Since 1975, five high-elevation lakes in the Adirondacks have had rapid decreases in the duration of ice cover and are now frozen for 7 to 21 fewer days on average, according to a study published April 30 in the journal Climatic Change by a team of researchers at the SUNY College of Environmental Science and Forestry (ESF).

“It shows us in a detailed way that the climate is warming in the Adirondacks, that it’s warming in a way we might not expect,” said Dr. Colin Beier, a research ecologist who is the paper’s lead author.

Beier said analysis of local climate and lake ice records at ESF’s Adirondack Ecological Center (AEC) in Newcomb shows the biggest change in ice cover has occurred in the fall and early winter, with ice forming on the various lakes about two days to two weeks later over the study period. The “ice-out” dates, marking the day the ice was considered melted, changed much less, probably because of the insulating value of snow cover. Three of the lakes recorded no consistent changes in the ice-out date; the biggest change observed was five days. This marks a difference from many previous studies of lake ice in the Northeast, which found more significant changes in ice cover were occurring in the spring.

Beier said the most pristine lake in the study group proved to be the most sensitive to recent warming.

All the lakes studied are within ESF’s 15,000-acre Huntington Wildlife Forest, near the geographic center of the park: Arbutus, Catlin, Deer, Rich and Wolf. The most severely affected by recent warming was Wolf Lake, classified as a “Heritage Lake” because of its pristine condition. It contains no non-native species and it has not been negatively affected by acid rain; analysis of its sediments indicates Wolf Lake is in much the same condition it was before Christopher Columbus set sail. The study showed it has lost a full three weeks of ice cover since 1975. The equivalent time for the other four lakes ranged from 7 to 17 days.

“There’s no evidence of human impact on the lake. It’s a little tiny pocket of untouched ecology,” Beier said. “But of the lakes we looked at, it shows the most change, both in the timing of the ice forming and melting, and in its shrinking duration. Conservation efforts are probably helping to protect it but conservation is not a panacea.

“Climate change is a game changer in conservation,” he said. “There are places where you’ve done everything you can to protect these ecosystems and you think they’re safe. They’re not.”
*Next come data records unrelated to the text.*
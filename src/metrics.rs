//! Counters describing what a preprocessing run kept, dropped, and emitted.

use std::fmt;

use serde::{Deserialize, Serialize};

use crate::block::PackedBlock;
use crate::validate::Rejection;

/// Per-batch counters; batches are combined with [`BatchStats::merge`].
#[derive(Debug, Clone, Default, Serialize, Deserialize, PartialEq, Eq)]
pub struct BatchStats {
    /// Raw records seen.
    pub records: usize,
    /// Records dropped for bad turn counts.
    pub malformed: usize,
    /// Records the encoder discarded as empty.
    pub discarded: usize,
    /// Encoded examples longer than `cutoff_len - 1`.
    pub oversize: usize,
    /// Encoded examples dropped by the wastage filter.
    pub degenerate: usize,
    /// Examples that reached the output (unpacked mode) or the packer.
    pub admitted: usize,
    /// Examples appended to a block whole.
    pub placed_examples: usize,
    /// Fragments cut to a bin's remaining capacity.
    pub truncated_fragments: usize,
    /// Pass-1 deferrals made by the placement bias.
    pub deferred_candidates: usize,
    /// Blocks emitted.
    pub blocks: usize,
    /// Padding positions across all blocks.
    pub padding_tokens: usize,
    /// Positions emitted across all blocks or unpacked records.
    pub emitted_tokens: usize,
}

impl BatchStats {
    /// Counts a dropped record or example.
    pub fn record_rejection(&mut self, rejection: &Rejection) {
        match rejection {
            Rejection::Malformed { .. } => self.malformed += 1,
            Rejection::Discarded => self.discarded += 1,
            Rejection::Oversize { .. } => self.oversize += 1,
            Rejection::Degenerate { .. } => self.degenerate += 1,
        }
    }

    /// Adds another batch's counters into this one.
    pub fn merge(&mut self, other: &BatchStats) {
        self.records += other.records;
        self.malformed += other.malformed;
        self.discarded += other.discarded;
        self.oversize += other.oversize;
        self.degenerate += other.degenerate;
        self.admitted += other.admitted;
        self.placed_examples += other.placed_examples;
        self.truncated_fragments += other.truncated_fragments;
        self.deferred_candidates += other.deferred_candidates;
        self.blocks += other.blocks;
        self.padding_tokens += other.padding_tokens;
        self.emitted_tokens += other.emitted_tokens;
    }

    /// Total records or examples dropped by any filter.
    #[must_use]
    pub fn dropped(&self) -> usize {
        self.malformed + self.discarded + self.oversize + self.degenerate
    }

    /// Share of emitted positions holding real tokens rather than padding.
    #[must_use]
    pub fn fill_ratio(&self) -> f64 {
        if self.emitted_tokens == 0 {
            return 0.0;
        }
        1.0 - self.padding_tokens as f64 / self.emitted_tokens as f64
    }
}

impl fmt::Display for BatchStats {
    fn fmt(&self, f: &mut fmt::Formatter<'_>) -> fmt::Result {
        writeln!(
            f,
            "records {} | admitted {} | dropped {} (malformed {}, empty {}, oversize {}, wasteful {})",
            self.records,
            self.admitted,
            self.dropped(),
            self.malformed,
            self.discarded,
            self.oversize,
            self.degenerate
        )?;
        if self.blocks > 0 {
            writeln!(
                f,
                "blocks {} | fill {:.2}% | fragments {} | deferred {}",
                self.blocks,
                self.fill_ratio() * 100.0,
                self.truncated_fragments,
                self.deferred_candidates
            )?;
        }
        Ok(())
    }
}

/// Serializable report of a packing run, printed by the CLI.
#[derive(Debug, Clone, Serialize, Deserialize, PartialEq)]
pub struct PackingSummary {
    /// Block capacity.
    pub cutoff_len: usize,
    /// Blocks emitted.
    pub blocks: usize,
    /// Positions holding real tokens.
    pub real_tokens: usize,
    /// Positions that contribute to the loss.
    pub trainable_tokens: usize,
    /// `real_tokens / (blocks * cutoff_len)`.
    pub fill_ratio: f64,
    /// Merged batch counters.
    pub stats: BatchStats,
}

impl PackingSummary {
    /// Summarises emitted blocks together with the run's counters.
    #[must_use]
    pub fn new(cutoff_len: usize, blocks: &[PackedBlock], stats: BatchStats) -> Self {
        let trainable_tokens = blocks.iter().map(PackedBlock::trainable_tokens).sum();
        let real_tokens = stats.emitted_tokens.saturating_sub(stats.padding_tokens);
        Self {
            cutoff_len,
            blocks: blocks.len(),
            real_tokens,
            trainable_tokens,
            fill_ratio: stats.fill_ratio(),
            stats,
        }
    }
}

#[cfg(test)]
mod tests {
    use super::*;

    #[test]
    fn merge_adds_counters() {
        let mut total = BatchStats {
            records: 2,
            blocks: 1,
            padding_tokens: 3,
            emitted_tokens: 8,
            ..BatchStats::default()
        };
        let other = BatchStats {
            records: 1,
            malformed: 1,
            blocks: 1,
            padding_tokens: 1,
            emitted_tokens: 8,
            ..BatchStats::default()
        };
        total.merge(&other);
        assert_eq!(total.records, 3);
        assert_eq!(total.dropped(), 1);
        assert!((total.fill_ratio() - 0.75).abs() < f64::EPSILON);
    }

    #[test]
    fn rejections_land_in_their_counter() {
        let mut stats = BatchStats::default();
        stats.record_rejection(&Rejection::Oversize {
            length: 10,
            limit: 9,
        });
        stats.record_rejection(&Rejection::Discarded);
        assert_eq!(stats.oversize, 1);
        assert_eq!(stats.discarded, 1);
        assert_eq!(stats.fill_ratio(), 0.0);
    }

    #[test]
    fn summary_counts_real_and_trainable_tokens() {
        let block = crate::block::BlockEmitter::new(4)
            .emit(vec![1, 5, 6, 0], vec![1, 1, 1, 1], vec![-100, 5, 6, -100])
            .expect("block");
        let stats = BatchStats {
            blocks: 1,
            padding_tokens: 1,
            emitted_tokens: 4,
            ..BatchStats::default()
        };
        let summary = PackingSummary::new(4, &[block], stats);
        assert_eq!(summary.real_tokens, 3);
        assert_eq!(summary.trainable_tokens, 2);
        assert!((summary.fill_ratio - 0.75).abs() < f64::EPSILON);
    }
}
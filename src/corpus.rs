//! Discovery, loading, and writing of JSONL record files.

use std::fs::File;
use std::io::{BufRead, BufReader, BufWriter, Write};
use std::path::{Path, PathBuf};

use log::debug;
use serde::de::DeserializeOwned;
use serde::Serialize;
use walkdir::WalkDir;

use crate::error::{Result, SftpackError};
use crate::record::RawRecord;

const RECORD_EXTENSIONS: [&str; 2] = ["jsonl", "json"];

/// Controls how input paths are expanded into record files.
#[derive(Debug, Clone, Copy, PartialEq, Eq)]
pub struct DiscoveryOptions {
    /// Descend into subdirectories.
    pub recursive: bool,
    /// Follow symbolic links while walking directories.
    pub follow_symlinks: bool,
}

impl Default for DiscoveryOptions {
    fn default() -> Self {
        Self {
            recursive: true,
            follow_symlinks: false,
        }
    }
}

fn is_record_file(path: &Path) -> bool {
    path.extension()
        .and_then(|ext| ext.to_str())
        .is_some_and(|ext| RECORD_EXTENSIONS.contains(&ext))
}

/// Expands files and directories into a sorted list of `.jsonl`/`.json` files.
///
/// Files named explicitly are kept regardless of extension; directory entries are filtered.
pub fn collect_record_files<P: AsRef<Path>>(
    inputs: &[P],
    opts: DiscoveryOptions,
) -> Result<Vec<PathBuf>> {
    let mut files = Vec::new();
    for input in inputs {
        let path = input.as_ref();
        let metadata = path
            .metadata()
            .map_err(|err| SftpackError::io(err, Some(path.to_path_buf())))?;
        if metadata.is_file() {
            files.push(path.to_path_buf());
            continue;
        }
        let mut walker = WalkDir::new(path)
            .follow_links(opts.follow_symlinks)
            .sort_by_file_name();
        if !opts.recursive {
            walker = walker.max_depth(1);
        }
        for entry in walker {
            let entry = entry.map_err(|err| SftpackError::Internal(err.to_string()))?;
            if entry.file_type().is_file() && is_record_file(entry.path()) {
                files.push(entry.into_path());
            }
        }
    }
    if files.is_empty() {
        return Err(SftpackError::InvalidConfig(
            "no record files discovered in provided inputs".into(),
        ));
    }
    Ok(files)
}

/// Reads one JSON value per non-blank line.
pub fn read_jsonl<T: DeserializeOwned, P: AsRef<Path>>(path: P) -> Result<Vec<T>> {
    let path = path.as_ref();
    let file = File::open(path).map_err(|err| SftpackError::io(err, Some(path.to_path_buf())))?;
    let mut items = Vec::new();
    for (line_no, line) in BufReader::new(file).lines().enumerate() {
        let line = line.map_err(|err| SftpackError::io(err, Some(path.to_path_buf())))?;
        if line.trim().is_empty() {
            continue;
        }
        let item = serde_json::from_str(&line).map_err(|err| {
            SftpackError::Serialization(format!("{}:{}: {err}", path.display(), line_no + 1))
        })?;
        items.push(item);
    }
    Ok(items)
}

/// Loads records from a single file. `.json` files hold an array; anything else is JSONL.
pub fn load_record_file<P: AsRef<Path>>(path: P) -> Result<Vec<RawRecord>> {
    let path = path.as_ref();
    if path.extension().and_then(|ext| ext.to_str()) == Some("json") {
        let file =
            File::open(path).map_err(|err| SftpackError::io(err, Some(path.to_path_buf())))?;
        return serde_json::from_reader(BufReader::new(file)).map_err(|err| {
            SftpackError::Serialization(format!("{}: {err}", path.display()))
        });
    }
    read_jsonl(path)
}

/// Discovers and loads every record under `inputs`, preserving file order.
pub fn load_records<P: AsRef<Path>>(inputs: &[P], opts: DiscoveryOptions) -> Result<Vec<RawRecord>> {
    let mut records = Vec::new();
    for path in collect_record_files(inputs, opts)? {
        let loaded = load_record_file(&path)?;
        debug!("loaded {} records from {}", loaded.len(), path.display());
        records.extend(loaded);
    }
    Ok(records)
}

/// Serialises `items` as JSON lines into `writer`.
pub fn write_jsonl<T: Serialize, W: Write>(writer: W, items: &[T]) -> Result<()> {
    let mut writer = BufWriter::new(writer);
    for item in items {
        serde_json::to_writer(&mut writer, item)?;
        writer
            .write_all(b"\n")
            .map_err(|err| SftpackError::io(err, None))?;
    }
    writer.flush().map_err(|err| SftpackError::io(err, None))
}

/// Creates `path` and writes `items` to it as JSON lines.
pub fn write_jsonl_file<T: Serialize, P: AsRef<Path>>(path: P, items: &[T]) -> Result<()> {
    let path = path.as_ref();
    let file = File::create(path).map_err(|err| SftpackError::io(err, Some(path.to_path_buf())))?;
    write_jsonl(file, items).map_err(|err| match err {
        SftpackError::Io { source, path: None } => SftpackError::io(source, Some(path.to_path_buf())),
        other => other,
    })
}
The difference in lake ice duration could affect recreational and tourism activities such as snowmobiling and ice fishing as well as impact water levels in the Hudson River, which flows from Adirondack headwaters. It could also have broad environmental effects on the life cycles of plants and animals. One of the most significant species that could be affected in the Adirondacks is the endangered native brook trout, a cold-water species that attracts recreational fishermen. Brook trout are stressed by warmer water and could face increased competition by other fish species adapted to warm water conditions.

Beier said the study shows the value of long-term data collection and proves the need for more research. “Our knowledge of climate change outpaces our knowledge of how it affects our local ecosystems,” he said. “The reality is changes are happening that we have to pay attention to if we are going to adapt to them.”

Beier’s co-authors were ESF faculty members Dr. John Stella and Dr. Martin Dovciak and Stacy McNulty, a researcher at the AEC. Data for the study were collected as part of the Adirondack Long-Term Monitoring Program at the AEC.